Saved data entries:
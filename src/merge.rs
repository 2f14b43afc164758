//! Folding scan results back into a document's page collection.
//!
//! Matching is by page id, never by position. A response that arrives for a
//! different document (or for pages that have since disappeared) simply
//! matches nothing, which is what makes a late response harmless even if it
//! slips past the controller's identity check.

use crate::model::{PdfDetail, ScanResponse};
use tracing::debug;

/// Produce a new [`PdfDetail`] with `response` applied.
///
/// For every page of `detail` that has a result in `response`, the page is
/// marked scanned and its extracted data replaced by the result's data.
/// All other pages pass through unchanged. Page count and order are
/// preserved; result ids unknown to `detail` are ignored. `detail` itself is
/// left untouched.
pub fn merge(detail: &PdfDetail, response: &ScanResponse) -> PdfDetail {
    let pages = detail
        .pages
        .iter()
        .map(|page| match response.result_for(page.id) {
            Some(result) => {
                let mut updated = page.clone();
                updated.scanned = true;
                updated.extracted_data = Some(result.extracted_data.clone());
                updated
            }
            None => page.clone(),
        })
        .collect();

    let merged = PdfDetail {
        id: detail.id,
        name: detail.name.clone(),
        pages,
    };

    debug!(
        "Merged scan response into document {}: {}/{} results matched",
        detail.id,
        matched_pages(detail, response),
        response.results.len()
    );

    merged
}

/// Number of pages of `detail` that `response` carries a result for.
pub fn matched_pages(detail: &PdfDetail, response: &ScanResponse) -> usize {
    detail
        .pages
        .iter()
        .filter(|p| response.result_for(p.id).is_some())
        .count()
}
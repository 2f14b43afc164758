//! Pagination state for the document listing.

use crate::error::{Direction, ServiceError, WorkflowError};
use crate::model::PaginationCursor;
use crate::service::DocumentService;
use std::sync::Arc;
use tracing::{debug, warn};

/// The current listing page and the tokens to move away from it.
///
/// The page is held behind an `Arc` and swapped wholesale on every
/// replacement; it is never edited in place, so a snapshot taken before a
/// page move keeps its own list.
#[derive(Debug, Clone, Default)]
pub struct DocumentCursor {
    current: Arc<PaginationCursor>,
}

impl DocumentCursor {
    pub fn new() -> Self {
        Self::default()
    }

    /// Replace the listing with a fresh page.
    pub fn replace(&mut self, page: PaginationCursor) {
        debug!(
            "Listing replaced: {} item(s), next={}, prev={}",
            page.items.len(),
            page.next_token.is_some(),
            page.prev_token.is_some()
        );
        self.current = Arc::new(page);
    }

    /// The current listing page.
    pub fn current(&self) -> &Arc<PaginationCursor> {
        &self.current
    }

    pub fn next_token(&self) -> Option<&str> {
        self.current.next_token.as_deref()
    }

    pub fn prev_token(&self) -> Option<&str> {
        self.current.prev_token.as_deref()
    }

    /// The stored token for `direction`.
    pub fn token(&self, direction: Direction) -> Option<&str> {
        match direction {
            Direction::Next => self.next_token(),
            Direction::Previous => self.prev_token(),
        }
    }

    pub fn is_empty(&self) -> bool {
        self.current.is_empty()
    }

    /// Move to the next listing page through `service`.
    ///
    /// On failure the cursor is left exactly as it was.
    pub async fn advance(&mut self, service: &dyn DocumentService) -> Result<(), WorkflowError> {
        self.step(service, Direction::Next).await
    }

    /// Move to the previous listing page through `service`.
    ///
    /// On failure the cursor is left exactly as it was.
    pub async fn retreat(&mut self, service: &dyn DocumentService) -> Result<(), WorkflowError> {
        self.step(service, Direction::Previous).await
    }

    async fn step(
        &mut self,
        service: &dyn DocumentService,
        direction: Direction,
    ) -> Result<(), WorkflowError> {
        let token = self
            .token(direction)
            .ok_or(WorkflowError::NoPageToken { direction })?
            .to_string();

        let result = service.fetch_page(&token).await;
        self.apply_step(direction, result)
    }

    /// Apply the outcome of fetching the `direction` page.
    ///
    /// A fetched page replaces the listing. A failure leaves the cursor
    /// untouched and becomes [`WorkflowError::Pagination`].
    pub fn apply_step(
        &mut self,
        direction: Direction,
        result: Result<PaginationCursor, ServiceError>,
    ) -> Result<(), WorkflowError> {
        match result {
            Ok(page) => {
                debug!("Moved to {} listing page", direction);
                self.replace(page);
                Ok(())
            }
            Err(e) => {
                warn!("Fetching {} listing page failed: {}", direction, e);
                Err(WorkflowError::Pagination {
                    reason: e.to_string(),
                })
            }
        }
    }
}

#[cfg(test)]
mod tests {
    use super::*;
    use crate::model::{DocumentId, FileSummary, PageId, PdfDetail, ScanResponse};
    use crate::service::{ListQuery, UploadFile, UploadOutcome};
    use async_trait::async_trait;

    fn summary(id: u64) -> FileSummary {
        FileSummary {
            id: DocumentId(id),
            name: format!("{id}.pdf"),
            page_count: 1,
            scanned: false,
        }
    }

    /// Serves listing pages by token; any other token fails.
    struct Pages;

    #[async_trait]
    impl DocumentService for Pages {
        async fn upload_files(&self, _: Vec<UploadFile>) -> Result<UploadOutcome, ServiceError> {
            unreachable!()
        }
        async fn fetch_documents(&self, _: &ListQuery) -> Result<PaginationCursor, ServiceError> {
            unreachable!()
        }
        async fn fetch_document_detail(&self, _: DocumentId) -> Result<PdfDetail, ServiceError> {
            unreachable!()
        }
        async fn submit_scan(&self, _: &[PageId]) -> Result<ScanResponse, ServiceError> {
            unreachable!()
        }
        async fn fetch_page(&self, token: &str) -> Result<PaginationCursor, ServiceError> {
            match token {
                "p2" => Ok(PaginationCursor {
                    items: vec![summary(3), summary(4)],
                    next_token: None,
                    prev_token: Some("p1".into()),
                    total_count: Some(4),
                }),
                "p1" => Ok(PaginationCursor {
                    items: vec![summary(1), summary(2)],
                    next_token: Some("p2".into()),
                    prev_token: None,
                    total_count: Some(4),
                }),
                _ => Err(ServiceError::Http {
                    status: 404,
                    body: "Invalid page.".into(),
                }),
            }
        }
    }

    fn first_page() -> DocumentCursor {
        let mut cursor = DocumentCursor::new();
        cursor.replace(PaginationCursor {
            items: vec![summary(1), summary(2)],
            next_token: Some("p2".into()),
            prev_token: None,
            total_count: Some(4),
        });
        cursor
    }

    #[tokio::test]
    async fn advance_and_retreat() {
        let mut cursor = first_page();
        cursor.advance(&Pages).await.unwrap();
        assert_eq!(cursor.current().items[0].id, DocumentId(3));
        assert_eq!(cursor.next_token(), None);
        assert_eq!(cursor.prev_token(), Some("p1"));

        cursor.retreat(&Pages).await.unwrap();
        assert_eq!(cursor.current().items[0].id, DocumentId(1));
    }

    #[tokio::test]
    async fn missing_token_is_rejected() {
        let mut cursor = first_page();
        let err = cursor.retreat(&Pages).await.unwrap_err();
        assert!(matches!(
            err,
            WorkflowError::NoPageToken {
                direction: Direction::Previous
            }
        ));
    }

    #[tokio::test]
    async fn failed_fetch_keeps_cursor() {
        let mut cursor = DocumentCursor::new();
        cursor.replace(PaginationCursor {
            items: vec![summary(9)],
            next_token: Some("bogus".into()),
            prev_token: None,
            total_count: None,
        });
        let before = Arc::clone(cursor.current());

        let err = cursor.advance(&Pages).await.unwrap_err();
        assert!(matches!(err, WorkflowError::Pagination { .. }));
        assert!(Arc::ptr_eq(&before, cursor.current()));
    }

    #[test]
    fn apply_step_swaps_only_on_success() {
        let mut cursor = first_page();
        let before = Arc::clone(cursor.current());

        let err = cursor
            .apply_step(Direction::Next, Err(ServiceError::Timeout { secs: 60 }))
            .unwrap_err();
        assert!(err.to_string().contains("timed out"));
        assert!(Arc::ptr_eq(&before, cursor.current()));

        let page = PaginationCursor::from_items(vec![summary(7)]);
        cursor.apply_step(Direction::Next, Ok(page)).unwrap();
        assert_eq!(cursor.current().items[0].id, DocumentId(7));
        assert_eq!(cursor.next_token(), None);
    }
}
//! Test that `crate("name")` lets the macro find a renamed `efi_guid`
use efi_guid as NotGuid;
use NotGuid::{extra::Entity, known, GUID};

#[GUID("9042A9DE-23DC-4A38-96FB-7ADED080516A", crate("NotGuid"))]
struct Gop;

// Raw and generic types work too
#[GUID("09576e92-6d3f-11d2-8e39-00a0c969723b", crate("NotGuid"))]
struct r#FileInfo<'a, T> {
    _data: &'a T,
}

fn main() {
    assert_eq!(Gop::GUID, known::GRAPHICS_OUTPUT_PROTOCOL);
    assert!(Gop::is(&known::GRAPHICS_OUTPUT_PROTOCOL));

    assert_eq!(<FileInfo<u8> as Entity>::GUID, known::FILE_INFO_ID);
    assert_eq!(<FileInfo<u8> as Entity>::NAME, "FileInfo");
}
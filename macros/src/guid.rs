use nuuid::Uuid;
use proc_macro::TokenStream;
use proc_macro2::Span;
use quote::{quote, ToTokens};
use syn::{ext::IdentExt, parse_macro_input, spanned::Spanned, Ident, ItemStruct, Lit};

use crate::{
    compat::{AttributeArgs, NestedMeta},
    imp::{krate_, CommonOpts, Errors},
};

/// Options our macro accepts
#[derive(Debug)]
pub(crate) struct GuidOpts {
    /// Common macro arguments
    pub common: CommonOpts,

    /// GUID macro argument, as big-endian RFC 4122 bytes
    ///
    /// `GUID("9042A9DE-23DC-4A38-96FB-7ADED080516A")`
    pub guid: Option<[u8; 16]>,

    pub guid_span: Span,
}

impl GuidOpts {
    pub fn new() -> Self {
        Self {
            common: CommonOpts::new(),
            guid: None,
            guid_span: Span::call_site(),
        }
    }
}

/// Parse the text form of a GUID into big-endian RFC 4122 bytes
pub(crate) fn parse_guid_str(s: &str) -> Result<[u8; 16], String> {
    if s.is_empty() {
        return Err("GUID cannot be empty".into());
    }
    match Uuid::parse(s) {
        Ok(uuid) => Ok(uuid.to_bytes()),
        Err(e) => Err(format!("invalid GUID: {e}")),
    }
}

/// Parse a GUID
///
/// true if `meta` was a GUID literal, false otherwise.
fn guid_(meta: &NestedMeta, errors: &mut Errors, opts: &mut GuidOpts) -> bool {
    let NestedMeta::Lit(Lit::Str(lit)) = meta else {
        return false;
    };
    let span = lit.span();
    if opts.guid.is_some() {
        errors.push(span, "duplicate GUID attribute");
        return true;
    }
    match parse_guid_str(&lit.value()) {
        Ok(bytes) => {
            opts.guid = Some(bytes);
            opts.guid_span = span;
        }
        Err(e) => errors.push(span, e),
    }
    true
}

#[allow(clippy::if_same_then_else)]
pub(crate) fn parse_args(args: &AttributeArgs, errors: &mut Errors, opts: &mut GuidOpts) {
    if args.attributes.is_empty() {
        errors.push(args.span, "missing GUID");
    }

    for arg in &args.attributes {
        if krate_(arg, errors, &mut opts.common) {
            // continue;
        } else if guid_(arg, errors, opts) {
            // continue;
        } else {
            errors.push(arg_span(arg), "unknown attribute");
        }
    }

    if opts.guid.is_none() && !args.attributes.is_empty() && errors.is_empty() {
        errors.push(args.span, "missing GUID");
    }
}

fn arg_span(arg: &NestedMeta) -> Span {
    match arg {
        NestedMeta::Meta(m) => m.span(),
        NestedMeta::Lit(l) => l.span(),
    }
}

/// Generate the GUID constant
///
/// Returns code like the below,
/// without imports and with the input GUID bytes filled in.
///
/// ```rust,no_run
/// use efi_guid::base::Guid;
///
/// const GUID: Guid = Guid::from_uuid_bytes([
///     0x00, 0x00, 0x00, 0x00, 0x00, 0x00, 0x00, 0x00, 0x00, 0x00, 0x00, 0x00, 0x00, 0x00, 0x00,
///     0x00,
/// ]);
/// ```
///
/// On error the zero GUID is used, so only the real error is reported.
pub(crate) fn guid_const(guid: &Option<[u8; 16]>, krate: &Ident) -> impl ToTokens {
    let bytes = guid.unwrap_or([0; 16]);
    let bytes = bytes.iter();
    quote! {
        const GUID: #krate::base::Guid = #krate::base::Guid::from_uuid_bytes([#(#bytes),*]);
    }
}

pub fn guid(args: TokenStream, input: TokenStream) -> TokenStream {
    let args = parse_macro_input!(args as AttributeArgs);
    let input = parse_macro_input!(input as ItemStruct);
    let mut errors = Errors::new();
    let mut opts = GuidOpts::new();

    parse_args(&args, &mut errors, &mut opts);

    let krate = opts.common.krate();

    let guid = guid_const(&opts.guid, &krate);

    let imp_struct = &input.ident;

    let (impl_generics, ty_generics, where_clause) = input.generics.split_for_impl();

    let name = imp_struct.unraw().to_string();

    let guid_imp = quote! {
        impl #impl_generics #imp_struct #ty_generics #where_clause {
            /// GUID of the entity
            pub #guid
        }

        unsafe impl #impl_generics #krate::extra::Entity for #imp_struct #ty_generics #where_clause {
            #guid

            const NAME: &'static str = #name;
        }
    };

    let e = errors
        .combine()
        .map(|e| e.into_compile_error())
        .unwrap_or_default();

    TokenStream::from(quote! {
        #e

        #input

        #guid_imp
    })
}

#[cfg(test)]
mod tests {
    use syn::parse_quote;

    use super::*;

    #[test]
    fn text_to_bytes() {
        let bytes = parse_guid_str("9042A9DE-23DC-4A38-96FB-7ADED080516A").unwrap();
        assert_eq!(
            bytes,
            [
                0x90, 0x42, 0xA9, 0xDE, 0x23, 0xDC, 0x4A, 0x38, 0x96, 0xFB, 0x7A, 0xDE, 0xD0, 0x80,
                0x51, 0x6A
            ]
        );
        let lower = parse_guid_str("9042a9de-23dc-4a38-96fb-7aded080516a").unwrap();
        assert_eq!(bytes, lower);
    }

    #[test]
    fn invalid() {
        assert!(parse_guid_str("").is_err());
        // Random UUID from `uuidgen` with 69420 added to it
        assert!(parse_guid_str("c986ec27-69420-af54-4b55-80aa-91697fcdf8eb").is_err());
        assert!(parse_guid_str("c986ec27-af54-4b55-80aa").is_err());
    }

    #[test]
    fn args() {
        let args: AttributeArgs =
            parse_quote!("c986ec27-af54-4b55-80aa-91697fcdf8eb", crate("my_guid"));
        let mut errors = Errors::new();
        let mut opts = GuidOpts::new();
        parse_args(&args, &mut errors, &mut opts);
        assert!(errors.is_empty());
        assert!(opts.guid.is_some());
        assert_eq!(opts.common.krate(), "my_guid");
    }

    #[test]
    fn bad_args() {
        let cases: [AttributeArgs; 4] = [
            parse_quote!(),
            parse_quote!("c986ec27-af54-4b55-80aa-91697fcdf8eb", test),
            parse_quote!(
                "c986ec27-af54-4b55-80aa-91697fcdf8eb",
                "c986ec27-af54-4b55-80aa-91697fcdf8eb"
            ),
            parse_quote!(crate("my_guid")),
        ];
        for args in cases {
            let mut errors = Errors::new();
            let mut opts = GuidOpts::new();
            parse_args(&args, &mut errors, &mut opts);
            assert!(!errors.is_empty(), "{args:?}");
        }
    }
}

- _The task_
Please output an exact copy of the lines above, from the opening line of the data down to the line that contains "since disappeared) simply".

- _Result of this exercise_
filename src/merge.rs
repository 2f14b43afc164758
//! Folding scan results back into a document's page collection.
//!
//! Matching is by page id, never by position. A response that arrives for a
//! different document (or for pages that have since disappeared) simply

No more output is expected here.